The nature of Tiger Woods’s many severe injuries both preceding and resulting from his life-altering car crash created a dichotomy that few other golfers confront. Most greats are allowed to fade quietly, serving as a sort of golf patriarch while also still competing and occasionally reaching back to younger days to pop for 72 holes. Because of Tiger’s drastic physical limitations, his present and future have been framed as either golf competitor or golf ambassador. We learned this week that it can still be both, at least for a little longer.

Woods did not want to engage in the ceremonial golfer hypotheticals before the Genesis, delivering a powerful articulation why. But after last year’s showings, it was reasonable to consider he may have started to shade into the ambassador role. The comeback was audacious and his efforts to make the cut at the Masters were powerful. But it did not look pleasant or especially good over 72 holes. It was fair to wonder about his future as a high-level, competitive golfer.

This is an exercise we’ve been engaged in for the better part of a decade. In 2017, after his team announced another back surgery that would keep him out of all four majors for the second straight year and was performed for “quality of life” and not golf, I wrote: There aren’t teary-eyed retirement press conferences in golf. It’s rare to just completely stop playing any competitive events. There’s no Elway “I can’t do it any more” or Favre-ian back-and-forth declarations because you never really have to provide that kind of full-stop moment to the masses. That clarity may often never come to the player himself, either.” We thought we were robbed of those “still life” years, when an all-time great can still reach back and do something at the highest level of the sport. That 2017 surgery, in the moment, felt like the end, a full stop, not by his own choosing. We know what’s happened since.

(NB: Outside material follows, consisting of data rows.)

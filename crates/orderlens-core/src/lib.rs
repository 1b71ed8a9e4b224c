//! Order/payment report pipeline: load two delimited tables, inner-join
//! them on `order_id`, normalize the shipping deadline column, restrict
//! to a date window, and compute the two grouped summaries.

pub mod aggregate;
pub mod error;
pub mod join;
pub mod loader;
pub mod range;
pub mod report;
pub mod schema;
pub mod temporal;

pub use aggregate::AggregateTable;
pub use error::{PipelineError, Result, Stage};
pub use loader::{TableCache, TableSource};
pub use range::DateRange;
pub use report::{
    run_report, AggregateOutcome, ReportOutput, ReportRequest, RunOutcome,
};
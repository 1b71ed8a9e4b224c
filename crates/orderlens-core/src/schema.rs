// crates/orderlens-core/src/schema.rs

use polars::prelude::DataFrame;

use crate::error::{PipelineError, Result, Stage};

/// Returns the required columns the frame does not have, in the order
/// they were asked for.
pub fn missing_columns(df: &DataFrame, required: &[&str]) -> Vec<String> {
    required
        .iter()
        .filter(|name| df.column(name).is_err())
        .map(|name| name.to_string())
        .collect()
}

/// Precondition check at a stage boundary. The data's semantic
/// identity depends on these columns, so absence halts the run rather
/// than degrading it.
pub fn require_columns(df: &DataFrame, required: &[&str], stage: Stage) -> Result<()> {
    let missing = missing_columns(df, required);
    if missing.is_empty() {
        Ok(())
    } else {
        Err(PipelineError::MissingColumns {
            stage,
            columns: missing,
        })
    }
}
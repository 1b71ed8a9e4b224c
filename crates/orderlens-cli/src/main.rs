// crates/orderlens-cli/src/main.rs

use std::path::PathBuf;

use anyhow::{bail, Context, Result};
use chrono::NaiveDate;
use clap::{Args, Parser, Subcommand};
use comfy_table::Table;
use orderlens_core::{
    loader, run_report, AggregateOutcome, DateRange, ReportOutput, ReportRequest, RunOutcome,
    TableCache, TableSource,
};
use serde_json::{json, Value};
use tracing_subscriber::EnvFilter;

#[derive(Parser, Debug)]
#[command(author, version, about = "Order/payment report generator", long_about = None)]
struct Cli {
    #[command(subcommand)]
    command: Command,
}

#[derive(Subcommand, Debug)]
enum Command {
    /// Join order items with payments and summarize a date window.
    Report(ReportArgs),
    /// Print a table's columns and row count without running the pipeline.
    Inspect {
        /// Path to a delimited-text table
        path: PathBuf,
    },
}

#[derive(Args, Debug)]
struct ReportArgs {
    /// Path to the order items dataset
    #[arg(long)]
    items: PathBuf,

    /// Path to the order payments dataset
    #[arg(long)]
    payments: PathBuf,

    /// Window start (YYYY-MM-DD); defaults to the data's first day
    #[arg(long)]
    start: Option<NaiveDate>,

    /// Window end (YYYY-MM-DD); defaults to the data's last day
    #[arg(long)]
    end: Option<NaiveDate>,

    /// Emit the report as JSON instead of tables
    #[arg(long)]
    json: bool,
}

fn main() -> Result<()> {
    tracing_subscriber::fmt()
        .with_env_filter(EnvFilter::from_default_env())
        .init();

    let cli = Cli::parse();
    match cli.command {
        Command::Report(args) => report_command(args),
        Command::Inspect { path } => inspect_command(&path),
    }
}

fn report_command(args: ReportArgs) -> Result<()> {
    let range = match (args.start, args.end) {
        (Some(start), Some(end)) => Some(DateRange::new(start, end)?),
        (None, None) => None,
        _ => bail!("--start and --end must be given together"),
    };

    let request = ReportRequest {
        items: TableSource::from_path("Order Items Dataset", &args.items),
        payments: TableSource::from_path("Order Payments Dataset", &args.payments),
        range,
    };

    let mut cache = TableCache::new();
    let outcome = run_report(&mut cache, &request)?;

    if args.json {
        println!("{}", serde_json::to_string_pretty(&outcome_json(&outcome)?)?);
        return Ok(());
    }

    match outcome {
        RunOutcome::NoRowsInRange { range: Some(range) } => {
            println!("No data in the selected window ({range}).");
        }
        RunOutcome::NoRowsInRange { range: None } => {
            println!("No rows with a valid shipping date; nothing to report.");
        }
        RunOutcome::Report(report) => print_report(&report)?,
    }

    Ok(())
}

fn print_report(report: &ReportOutput) -> Result<()> {
    println!("Window: {} ({} rows)", report.range, report.row_count);
    if report.dropped_invalid_dates > 0 {
        println!(
            "Dropped {} rows with unparseable shipping dates.",
            report.dropped_invalid_dates
        );
    }

    print_summary(
        "Total payment value by payment method",
        &report.payment_summary,
        "payment type",
        "total payment value",
    )?;
    print_summary(
        "Mean item price by installment count",
        &report.installment_price_summary,
        "installments",
        "mean price",
    )?;

    Ok(())
}

fn print_summary(
    title: &str,
    outcome: &AggregateOutcome,
    key_header: &str,
    value_header: &str,
) -> Result<()> {
    println!("\n{title}");
    match outcome {
        AggregateOutcome::Unavailable { missing } => {
            println!("  unavailable: missing columns {}", missing.join(", "));
        }
        AggregateOutcome::Available(summary) => {
            let mut table = Table::new();
            table.set_header([key_header, value_header]);
            for (key, value) in summary.rows()? {
                table.add_row([key, format!("{value:.2}")]);
            }
            println!("{table}");
        }
    }
    Ok(())
}

fn outcome_json(outcome: &RunOutcome) -> Result<Value> {
    let value = match outcome {
        RunOutcome::NoRowsInRange { range } => json!({
            "status": "empty-result",
            "range": range,
        }),
        RunOutcome::Report(report) => json!({
            "status": "ok",
            "range": report.range,
            "row_count": report.row_count,
            "dropped_invalid_dates": report.dropped_invalid_dates,
            "payment_summary": aggregate_json(&report.payment_summary)?,
            "installment_price_summary": aggregate_json(&report.installment_price_summary)?,
        }),
    };
    Ok(value)
}

fn aggregate_json(outcome: &AggregateOutcome) -> Result<Value> {
    let value = match outcome {
        AggregateOutcome::Unavailable { missing } => json!({
            "status": "missing-columns",
            "missing": missing,
        }),
        AggregateOutcome::Available(summary) => {
            let rows: Vec<Value> = summary
                .rows()?
                .into_iter()
                .map(|(key, value)| json!({ "key": key, "value": value }))
                .collect();
            json!({
                "status": "ok",
                "key_column": summary.key_column,
                "value_column": summary.value_column,
                "rows": rows,
            })
        }
    };
    Ok(value)
}

fn inspect_command(path: &PathBuf) -> Result<()> {
    let source = TableSource::from_path("Table", path);
    let df = loader::load_table(&source)
        .with_context(|| format!("failed to load {}", path.display()))?;

    println!("{} rows, {} columns", df.height(), df.width());
    let mut table = Table::new();
    table.set_header(["column", "dtype"]);
    for column in df.get_columns() {
        table.add_row([column.name().to_string(), column.dtype().to_string()]);
    }
    println!("{table}");

    Ok(())
}
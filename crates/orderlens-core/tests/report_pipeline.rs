use std::path::PathBuf;

use chrono::NaiveDate;
use orderlens_core::{
    run_report, AggregateOutcome, AggregateTable, DateRange, PipelineError, ReportOutput,
    ReportRequest, RunOutcome, Stage, TableCache, TableSource,
};

fn fixture_source(label: &str, file: &str) -> TableSource {
    let base = PathBuf::from(env!("CARGO_MANIFEST_DIR"));
    TableSource::from_path(label, base.join("tests/data").join(file))
}

fn fixture_request(range: Option<DateRange>) -> ReportRequest {
    ReportRequest {
        items: fixture_source("Order Items Dataset", "order_items.csv"),
        payments: fixture_source("Order Payments Dataset", "order_payments.csv"),
        range,
    }
}

fn date(y: i32, m: u32, d: u32) -> NaiveDate {
    NaiveDate::from_ymd_opt(y, m, d).unwrap()
}

fn expect_report(outcome: RunOutcome) -> ReportOutput {
    match outcome {
        RunOutcome::Report(report) => report,
        RunOutcome::NoRowsInRange { range } => {
            panic!("expected a report, got empty result for range {range:?}")
        }
    }
}

fn expect_available(outcome: &AggregateOutcome) -> &AggregateTable {
    match outcome {
        AggregateOutcome::Available(table) => table,
        AggregateOutcome::Unavailable { missing } => {
            panic!("aggregate unavailable, missing {missing:?}")
        }
    }
}

#[test]
fn default_range_report_matches_reference_aggregates() {
    let mut cache = TableCache::new();
    let outcome = run_report(&mut cache, &fixture_request(None)).expect("run failed");
    let report = expect_report(outcome);

    // o5 has no payment and o6 no line item, so neither joins; o3's
    // shipping date does not parse and is dropped after the join.
    assert_eq!(report.row_count, 4);
    assert_eq!(report.dropped_invalid_dates, 1);
    assert_eq!(report.range.start(), date(2017, 9, 19));
    assert_eq!(report.range.end(), date(2017, 12, 25));

    let payments = expect_available(&report.payment_summary).rows().unwrap();
    // o1's single 150.0 payment joins both of its line items, so
    // credit_card sums to 300, not 150.
    assert_eq!(
        payments,
        [
            ("boleto".to_string(), 100.0),
            ("credit_card".to_string(), 300.0),
            ("voucher".to_string(), 55.0),
        ]
    );

    let installments = expect_available(&report.installment_price_summary)
        .rows()
        .unwrap();
    assert_eq!(
        installments,
        [("1".to_string(), 77.5), ("3".to_string(), 50.0)]
    );
}

#[test]
fn explicit_window_restricts_the_report() {
    let range = DateRange::new(date(2017, 10, 1), date(2017, 12, 31)).unwrap();
    let mut cache = TableCache::new();
    let outcome = run_report(&mut cache, &fixture_request(Some(range))).expect("run failed");
    let report = expect_report(outcome);

    assert_eq!(report.row_count, 2);
    let payments = expect_available(&report.payment_summary).rows().unwrap();
    assert_eq!(
        payments,
        [("boleto".to_string(), 100.0), ("voucher".to_string(), 55.0)]
    );
}

#[test]
fn window_with_no_rows_is_reported_not_raised() {
    let range = DateRange::new(date(2018, 6, 1), date(2018, 6, 1)).unwrap();
    let mut cache = TableCache::new();
    let outcome = run_report(&mut cache, &fixture_request(Some(range))).expect("run failed");

    match outcome {
        RunOutcome::NoRowsInRange { range: Some(applied) } => assert_eq!(applied, range),
        other => panic!("expected NoRowsInRange, got {other:?}"),
    }
}

#[test]
fn missing_key_column_halts_before_the_join() {
    let items = TableSource::from_bytes(
        "Order Items Dataset",
        "items_no_key.csv",
        b"product_id,price,shipping_limit_date\np1,10.0,2018-01-01 00:00:00\n".to_vec(),
    );
    let request = ReportRequest {
        items,
        payments: fixture_source("Order Payments Dataset", "order_payments.csv"),
        range: None,
    };

    let mut cache = TableCache::new();
    let err = run_report(&mut cache, &request).unwrap_err();
    match err {
        PipelineError::MissingColumns { stage, columns } => {
            assert_eq!(stage, Stage::ItemsLoad);
            assert_eq!(columns, ["order_id"]);
        }
        other => panic!("expected MissingColumns, got {other:?}"),
    }
}

#[test]
fn absent_aggregate_columns_degrade_only_that_summary() {
    // Payments without payment_type: the payment summary is skipped,
    // the installment/price summary still computes.
    let payments = TableSource::from_bytes(
        "Order Payments Dataset",
        "payments_no_type.csv",
        b"order_id,payment_installments,payment_value\no1,2,80.0\n".to_vec(),
    );
    let items = TableSource::from_bytes(
        "Order Items Dataset",
        "items_minimal.csv",
        b"order_id,price,shipping_limit_date\no1,35.0,2018-03-04 10:00:00\n".to_vec(),
    );

    let mut cache = TableCache::new();
    let outcome = run_report(
        &mut cache,
        &ReportRequest {
            items,
            payments,
            range: None,
        },
    )
    .expect("run failed");
    let report = expect_report(outcome);

    match &report.payment_summary {
        AggregateOutcome::Unavailable { missing } => assert_eq!(missing, &["payment_type"]),
        other => panic!("expected Unavailable, got {other:?}"),
    }

    let installments = expect_available(&report.installment_price_summary)
        .rows()
        .unwrap();
    assert_eq!(installments, [("2".to_string(), 35.0)]);
}

#[test]
fn missing_source_file_is_distinguished_from_parse_failure() {
    let request = ReportRequest {
        items: TableSource::from_path("Order Items Dataset", "/no/such/order_items.csv"),
        payments: fixture_source("Order Payments Dataset", "order_payments.csv"),
        range: None,
    };

    let mut cache = TableCache::new();
    let err = run_report(&mut cache, &request).unwrap_err();
    assert!(matches!(err, PipelineError::SourceNotFound { .. }));
}

#[test]
fn repeated_runs_reuse_the_cache() {
    let mut cache = TableCache::new();
    let request = fixture_request(None);

    let first = expect_report(run_report(&mut cache, &request).expect("first run failed"));
    assert_eq!(cache.len(), 2);

    let second = expect_report(run_report(&mut cache, &request).expect("second run failed"));
    assert_eq!(first.row_count, second.row_count);
    assert_eq!(cache.len(), 2);
}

Tiger cited that Elway press conference this week when he rejected the ambassador or ceremonial hypothetical. But he is there this week as an ambassador for his own foundation, the PGA Tour, its fans, and the game. He seems to be embracing that more — the balance between competition and what his presence means to people. On Saturday, he went out of his way to meet and acknowledge a young fan after his caddie had pointed out her sign noting her recent heart transplant. This happened during the tournament — needless to say, the scarily intense Tiger might not engage with fans like this in the middle of a round in earlier, peak years. He then high-fived fans on his way to the next tee. He did the same on Thursday night, high-fiving fans walking back up to the clubhouse after an incredible hour that looked like he was just out there with friends putting on a show, not trying to beat them in a competitive tournament. He now better embraces what his presence can do for others and the game (That’s also why the tampon joke received the coverage it did. It was not the worst crime and he did not need to be raked over the coals for it, but it was misogynistic. It’s okay that different people had different reactions to it.)

Perhaps more surprising than seeing Tiger interact with the crowd during competition was his actual performance in that competition. Only Denny McCarthy and Jon Rahm posted better scores in the third round than his Saturday 67. Tiger saving his best for the weekend was a new development compared to last year’s slogs. It got pretty grind-y on Sunday, but his golf was remarkably competitive — from the power and speed off the tee, to the distance control with his irons from a guy that gets almost no reps anymore. He told Dan Rapaport he thinks about the leg less during rounds, and Joe LaCava said it’s become much less of a discussion point. “That’s what’s more surprising than anything else—the golf has been nice,” he told Rapaport. “But the fact that he’s holding up, looking healthy, and not tiring at the end of rounds is a good sign.” Tiger did not actually contend and we tend to get detached from reality in the moments reacting to a couple birdies. But this week felt like the first time since the crash that he showed us he can be a competitive player for a 72-hole tournament, not just a participant and ambassador host.